**WHAT YOU HAVE TO DO**
For the string "Deserialize", find every matching line in the records and copy it.
________________________
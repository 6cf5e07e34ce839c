//! State history tracking with undo/redo support.
//!
//! History is kept as two stacks: the states visited so far (whose top is
//! the active state) and the states stepped back over, which are the redo
//! candidates. A journal of applied transitions is kept alongside.

use super::state::{EventId, StateId};
use chrono::{DateTime, Utc};
use serde::{Deserialize, Serialize};
use std::time::Duration;

/// What caused a transition to be applied.
#[derive(Clone, PartialEq, Debug, Serialize, Deserialize)]
pub enum TransitionCause {
    /// Direct jump requested by the caller
    Direct,
    /// Lookup of an event in the active state's transition table
    Event(EventId),
    /// Return to the initial state
    Reset,
    /// Step back through history
    Undo,
    /// Replay of a previously undone state
    Redo,
}

/// Record of a single applied transition.
///
/// # Example
///
/// ```rust
/// use waypoint_fsm::core::{StateTransition, TransitionCause};
/// use chrono::Utc;
///
/// let transition = StateTransition {
///     from: "idle".into(),
///     to: "running".into(),
///     cause: TransitionCause::Event("start".into()),
///     timestamp: Utc::now(),
/// };
/// assert_eq!(transition.to, "running");
/// ```
#[derive(Clone, PartialEq, Debug, Serialize, Deserialize)]
pub struct StateTransition {
    /// The state being transitioned from
    pub from: StateId,
    /// The state being transitioned to
    pub to: StateId,
    /// Why the transition happened
    pub cause: TransitionCause,
    /// When the transition occurred
    pub timestamp: DateTime<Utc>,
}

/// Visited states, redo candidates and the transition journal.
///
/// The visited stack is seeded with a state on construction and is never
/// emptied by any operation on this type.
///
/// # Example
///
/// ```rust
/// use waypoint_fsm::core::StateHistory;
///
/// let mut history = StateHistory::new("a");
/// history.push("b".into());
/// history.push("c".into());
///
/// assert_eq!(history.step_back().map(|s| s.as_str()), Some("b"));
/// assert!(history.can_step_forward());
/// assert_eq!(history.step_forward().map(|s| s.as_str()), Some("c"));
/// assert_eq!(history.path().len(), 3);
/// ```
#[derive(Clone, Debug, Serialize, Deserialize)]
pub struct StateHistory {
    visited: Vec<StateId>,
    undone: Vec<StateId>,
    transitions: Vec<StateTransition>,
}

impl StateHistory {
    /// Create a history positioned at `initial`.
    pub fn new(initial: impl Into<StateId>) -> Self {
        Self {
            visited: vec![initial.into()],
            undone: Vec::new(),
            transitions: Vec::new(),
        }
    }

    /// The active state, i.e. the top of the visited stack.
    pub fn current(&self) -> Option<&StateId> {
        self.visited.last()
    }

    /// States visited so far, oldest first.
    pub fn path(&self) -> &[StateId] {
        &self.visited
    }

    /// States available for redo, the next one to replay last.
    pub fn redo_stack(&self) -> &[StateId] {
        &self.undone
    }

    /// Move forward to `state`. Pending redo entries are discarded.
    pub fn push(&mut self, state: StateId) {
        self.undone.clear();
        self.visited.push(state);
    }

    /// Step back one entry, returning the new active state.
    ///
    /// Returns `None` when only one entry is left.
    pub fn step_back(&mut self) -> Option<&StateId> {
        if !self.can_step_back() {
            return None;
        }
        let undone = self.visited.pop()?;
        self.undone.push(undone);
        self.visited.last()
    }

    /// Replay the most recently undone entry, returning it.
    pub fn step_forward(&mut self) -> Option<&StateId> {
        let next = self.undone.pop()?;
        self.visited.push(next);
        self.visited.last()
    }

    pub fn can_step_back(&self) -> bool {
        self.visited.len() > 1
    }

    pub fn can_step_forward(&self) -> bool {
        !self.undone.is_empty()
    }

    /// Forget everything except the active state.
    ///
    /// Redo entries and the transition journal are dropped as well.
    pub fn truncate_to_current(&mut self) {
        let keep = self.visited.len().saturating_sub(1);
        self.visited.drain(..keep);
        self.undone.clear();
        self.transitions.clear();
    }

    /// Append a transition to the journal.
    pub fn record(&mut self, transition: StateTransition) {
        self.transitions.push(transition);
    }

    /// All journaled transitions in the order they were applied.
    pub fn transitions(&self) -> &[StateTransition] {
        &self.transitions
    }

    /// Time between the first and last journaled transition.
    ///
    /// Returns `None` if nothing has been journaled.
    pub fn duration(&self) -> Option<Duration> {
        if let (Some(first), Some(last)) = (self.transitions.first(), self.transitions.last()) {
            let duration = last.timestamp.signed_duration_since(first.timestamp);
            duration.to_std().ok()
        } else {
            None
        }
    }
}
________________________
**REPLY TO THE EXERCISE**
use serde::{Deserialize, Serialize};
#[derive(Clone, PartialEq, Debug, Serialize, Deserialize)]
#[derive(Clone, PartialEq, Debug, Serialize, Deserialize)]
#[derive(Clone, Debug, Serialize, Deserialize)]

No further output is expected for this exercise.